BEGIN

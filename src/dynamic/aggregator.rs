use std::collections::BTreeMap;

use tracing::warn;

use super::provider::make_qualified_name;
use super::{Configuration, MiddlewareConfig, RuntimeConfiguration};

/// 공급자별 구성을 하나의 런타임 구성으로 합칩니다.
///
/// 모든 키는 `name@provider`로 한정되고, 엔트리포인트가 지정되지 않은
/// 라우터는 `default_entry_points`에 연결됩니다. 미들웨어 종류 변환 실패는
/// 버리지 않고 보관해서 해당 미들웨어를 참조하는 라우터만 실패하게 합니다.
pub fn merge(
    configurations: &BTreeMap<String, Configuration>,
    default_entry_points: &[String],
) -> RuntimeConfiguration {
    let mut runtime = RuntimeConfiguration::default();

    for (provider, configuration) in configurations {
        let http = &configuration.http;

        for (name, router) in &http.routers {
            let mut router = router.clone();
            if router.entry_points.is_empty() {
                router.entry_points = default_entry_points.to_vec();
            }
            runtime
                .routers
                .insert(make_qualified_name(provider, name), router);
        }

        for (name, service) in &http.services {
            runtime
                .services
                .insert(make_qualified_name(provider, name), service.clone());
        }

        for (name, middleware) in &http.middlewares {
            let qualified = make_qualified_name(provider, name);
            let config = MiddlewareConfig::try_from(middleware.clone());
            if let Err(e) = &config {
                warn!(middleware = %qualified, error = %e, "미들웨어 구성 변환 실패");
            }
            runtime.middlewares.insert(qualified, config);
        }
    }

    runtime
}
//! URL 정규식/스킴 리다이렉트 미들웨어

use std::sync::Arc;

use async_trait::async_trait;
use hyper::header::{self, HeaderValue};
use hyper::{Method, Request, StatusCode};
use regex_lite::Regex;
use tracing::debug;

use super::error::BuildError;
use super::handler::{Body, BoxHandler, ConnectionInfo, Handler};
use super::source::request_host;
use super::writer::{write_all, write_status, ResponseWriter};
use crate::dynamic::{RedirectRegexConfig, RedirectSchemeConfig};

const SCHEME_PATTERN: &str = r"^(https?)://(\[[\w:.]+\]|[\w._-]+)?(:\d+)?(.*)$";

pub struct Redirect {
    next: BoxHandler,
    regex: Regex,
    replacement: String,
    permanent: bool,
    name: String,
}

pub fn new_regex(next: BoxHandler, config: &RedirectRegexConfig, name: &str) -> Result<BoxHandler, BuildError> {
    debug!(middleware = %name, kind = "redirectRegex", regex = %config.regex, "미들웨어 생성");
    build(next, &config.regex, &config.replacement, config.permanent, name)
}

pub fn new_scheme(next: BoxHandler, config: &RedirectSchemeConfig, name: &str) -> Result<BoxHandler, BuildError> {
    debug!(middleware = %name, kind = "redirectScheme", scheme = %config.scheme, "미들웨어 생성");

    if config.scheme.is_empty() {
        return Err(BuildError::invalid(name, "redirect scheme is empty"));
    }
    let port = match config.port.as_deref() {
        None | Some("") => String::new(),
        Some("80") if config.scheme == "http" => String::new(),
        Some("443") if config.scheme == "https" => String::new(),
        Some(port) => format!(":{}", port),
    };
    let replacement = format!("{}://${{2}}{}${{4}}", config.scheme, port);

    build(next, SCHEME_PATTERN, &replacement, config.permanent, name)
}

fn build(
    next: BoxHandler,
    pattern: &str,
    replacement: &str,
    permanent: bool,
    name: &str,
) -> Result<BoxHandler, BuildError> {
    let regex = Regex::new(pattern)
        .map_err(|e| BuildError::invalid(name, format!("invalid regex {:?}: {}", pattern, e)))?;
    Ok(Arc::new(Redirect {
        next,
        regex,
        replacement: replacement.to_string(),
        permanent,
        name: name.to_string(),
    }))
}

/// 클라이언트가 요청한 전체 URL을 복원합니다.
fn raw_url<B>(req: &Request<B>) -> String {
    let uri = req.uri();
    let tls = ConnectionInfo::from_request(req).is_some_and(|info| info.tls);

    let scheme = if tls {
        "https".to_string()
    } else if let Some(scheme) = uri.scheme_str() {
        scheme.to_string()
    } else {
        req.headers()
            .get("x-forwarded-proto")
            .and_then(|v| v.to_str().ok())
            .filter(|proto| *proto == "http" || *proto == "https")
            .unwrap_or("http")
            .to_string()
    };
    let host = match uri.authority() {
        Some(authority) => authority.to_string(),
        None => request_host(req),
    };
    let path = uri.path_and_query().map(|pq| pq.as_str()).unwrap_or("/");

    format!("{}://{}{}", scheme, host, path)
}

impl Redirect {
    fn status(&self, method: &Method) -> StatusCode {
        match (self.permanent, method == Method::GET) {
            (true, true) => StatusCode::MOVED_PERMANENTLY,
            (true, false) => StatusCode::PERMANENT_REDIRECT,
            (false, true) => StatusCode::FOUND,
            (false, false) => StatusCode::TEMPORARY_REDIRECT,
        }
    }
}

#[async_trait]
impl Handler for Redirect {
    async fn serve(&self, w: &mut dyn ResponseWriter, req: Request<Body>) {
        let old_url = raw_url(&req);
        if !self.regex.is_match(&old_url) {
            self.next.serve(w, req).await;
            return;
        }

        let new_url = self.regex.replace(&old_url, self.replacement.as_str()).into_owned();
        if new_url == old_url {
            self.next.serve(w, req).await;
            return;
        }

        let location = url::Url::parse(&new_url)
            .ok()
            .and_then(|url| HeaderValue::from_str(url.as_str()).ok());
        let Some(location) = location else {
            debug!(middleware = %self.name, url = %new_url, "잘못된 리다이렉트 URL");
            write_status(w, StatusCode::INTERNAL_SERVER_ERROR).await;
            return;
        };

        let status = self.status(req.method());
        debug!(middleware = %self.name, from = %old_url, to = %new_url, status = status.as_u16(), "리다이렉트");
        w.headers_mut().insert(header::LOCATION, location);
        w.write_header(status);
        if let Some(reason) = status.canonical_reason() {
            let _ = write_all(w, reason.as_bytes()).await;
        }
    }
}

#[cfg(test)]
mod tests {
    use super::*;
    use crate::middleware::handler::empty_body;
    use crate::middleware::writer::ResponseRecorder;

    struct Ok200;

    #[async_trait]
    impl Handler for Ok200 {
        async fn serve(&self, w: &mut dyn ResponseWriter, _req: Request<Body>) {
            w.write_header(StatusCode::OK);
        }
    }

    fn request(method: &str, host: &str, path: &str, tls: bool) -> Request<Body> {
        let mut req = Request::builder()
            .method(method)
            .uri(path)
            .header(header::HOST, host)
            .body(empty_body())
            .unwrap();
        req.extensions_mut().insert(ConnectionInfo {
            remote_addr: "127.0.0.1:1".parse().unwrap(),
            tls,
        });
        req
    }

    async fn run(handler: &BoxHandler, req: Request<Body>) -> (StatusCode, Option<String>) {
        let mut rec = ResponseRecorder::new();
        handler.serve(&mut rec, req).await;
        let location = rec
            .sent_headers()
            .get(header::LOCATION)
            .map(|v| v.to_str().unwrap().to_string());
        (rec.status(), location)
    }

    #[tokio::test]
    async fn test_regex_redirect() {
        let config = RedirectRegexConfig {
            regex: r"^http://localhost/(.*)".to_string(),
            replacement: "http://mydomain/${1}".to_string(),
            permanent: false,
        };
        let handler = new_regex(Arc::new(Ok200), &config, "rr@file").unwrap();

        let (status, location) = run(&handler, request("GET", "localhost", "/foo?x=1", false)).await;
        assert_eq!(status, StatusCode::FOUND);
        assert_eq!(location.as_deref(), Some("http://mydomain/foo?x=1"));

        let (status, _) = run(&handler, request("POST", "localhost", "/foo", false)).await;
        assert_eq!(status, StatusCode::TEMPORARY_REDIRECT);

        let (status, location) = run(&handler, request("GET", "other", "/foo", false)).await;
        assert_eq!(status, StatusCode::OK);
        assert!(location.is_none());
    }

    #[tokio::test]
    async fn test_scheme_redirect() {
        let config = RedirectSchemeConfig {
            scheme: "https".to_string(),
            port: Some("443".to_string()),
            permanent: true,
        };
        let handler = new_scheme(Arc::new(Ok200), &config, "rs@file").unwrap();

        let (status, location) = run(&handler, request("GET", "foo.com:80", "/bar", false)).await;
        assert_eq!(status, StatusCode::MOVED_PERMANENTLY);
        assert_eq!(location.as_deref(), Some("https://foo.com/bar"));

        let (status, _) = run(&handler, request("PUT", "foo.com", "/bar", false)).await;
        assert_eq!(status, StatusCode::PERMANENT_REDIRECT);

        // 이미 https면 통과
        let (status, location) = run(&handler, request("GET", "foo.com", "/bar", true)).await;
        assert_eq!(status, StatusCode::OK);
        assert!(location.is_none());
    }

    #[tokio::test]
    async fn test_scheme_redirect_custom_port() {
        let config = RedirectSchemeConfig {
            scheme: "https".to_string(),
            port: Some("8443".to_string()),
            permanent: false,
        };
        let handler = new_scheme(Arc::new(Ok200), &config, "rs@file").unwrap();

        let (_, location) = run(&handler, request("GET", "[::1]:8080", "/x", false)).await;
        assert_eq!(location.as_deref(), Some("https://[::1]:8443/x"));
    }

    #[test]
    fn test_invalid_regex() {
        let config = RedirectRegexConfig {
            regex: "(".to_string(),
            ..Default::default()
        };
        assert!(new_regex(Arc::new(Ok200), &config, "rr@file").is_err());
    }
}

END

Please reply with an exact copy of the lines above, starting at the first and ending at the line that holds "for (name, middleware)".

filename src/dynamic/aggregator.rs
use std::collections::BTreeMap;

use tracing::warn;

use super::provider::make_qualified_name;
use super::{Configuration, MiddlewareConfig, RuntimeConfiguration};

/// 공급자별 구성을 하나의 런타임 구성으로 합칩니다.
///
/// 모든 키는 `name@provider`로 한정되고, 엔트리포인트가 지정되지 않은
/// 라우터는 `default_entry_points`에 연결됩니다. 미들웨어 종류 변환 실패는
/// 버리지 않고 보관해서 해당 미들웨어를 참조하는 라우터만 실패하게 합니다.
pub fn merge(
    configurations: &BTreeMap<String, Configuration>,
    default_entry_points: &[String],
) -> RuntimeConfiguration {
    let mut runtime = RuntimeConfiguration::default();

    for (provider, configuration) in configurations {
        let http = &configuration.http;

        for (name, router) in &http.routers {
            let mut router = router.clone();
            if router.entry_points.is_empty() {
                router.entry_points = default_entry_points.to_vec();
            }
            runtime
                .routers
                .insert(make_qualified_name(provider, name), router);
        }

        for (name, service) in &http.services {
            runtime
                .services
                .insert(make_qualified_name(provider, name), service.clone());
        }

        for (name, middleware) in &http.middlewares {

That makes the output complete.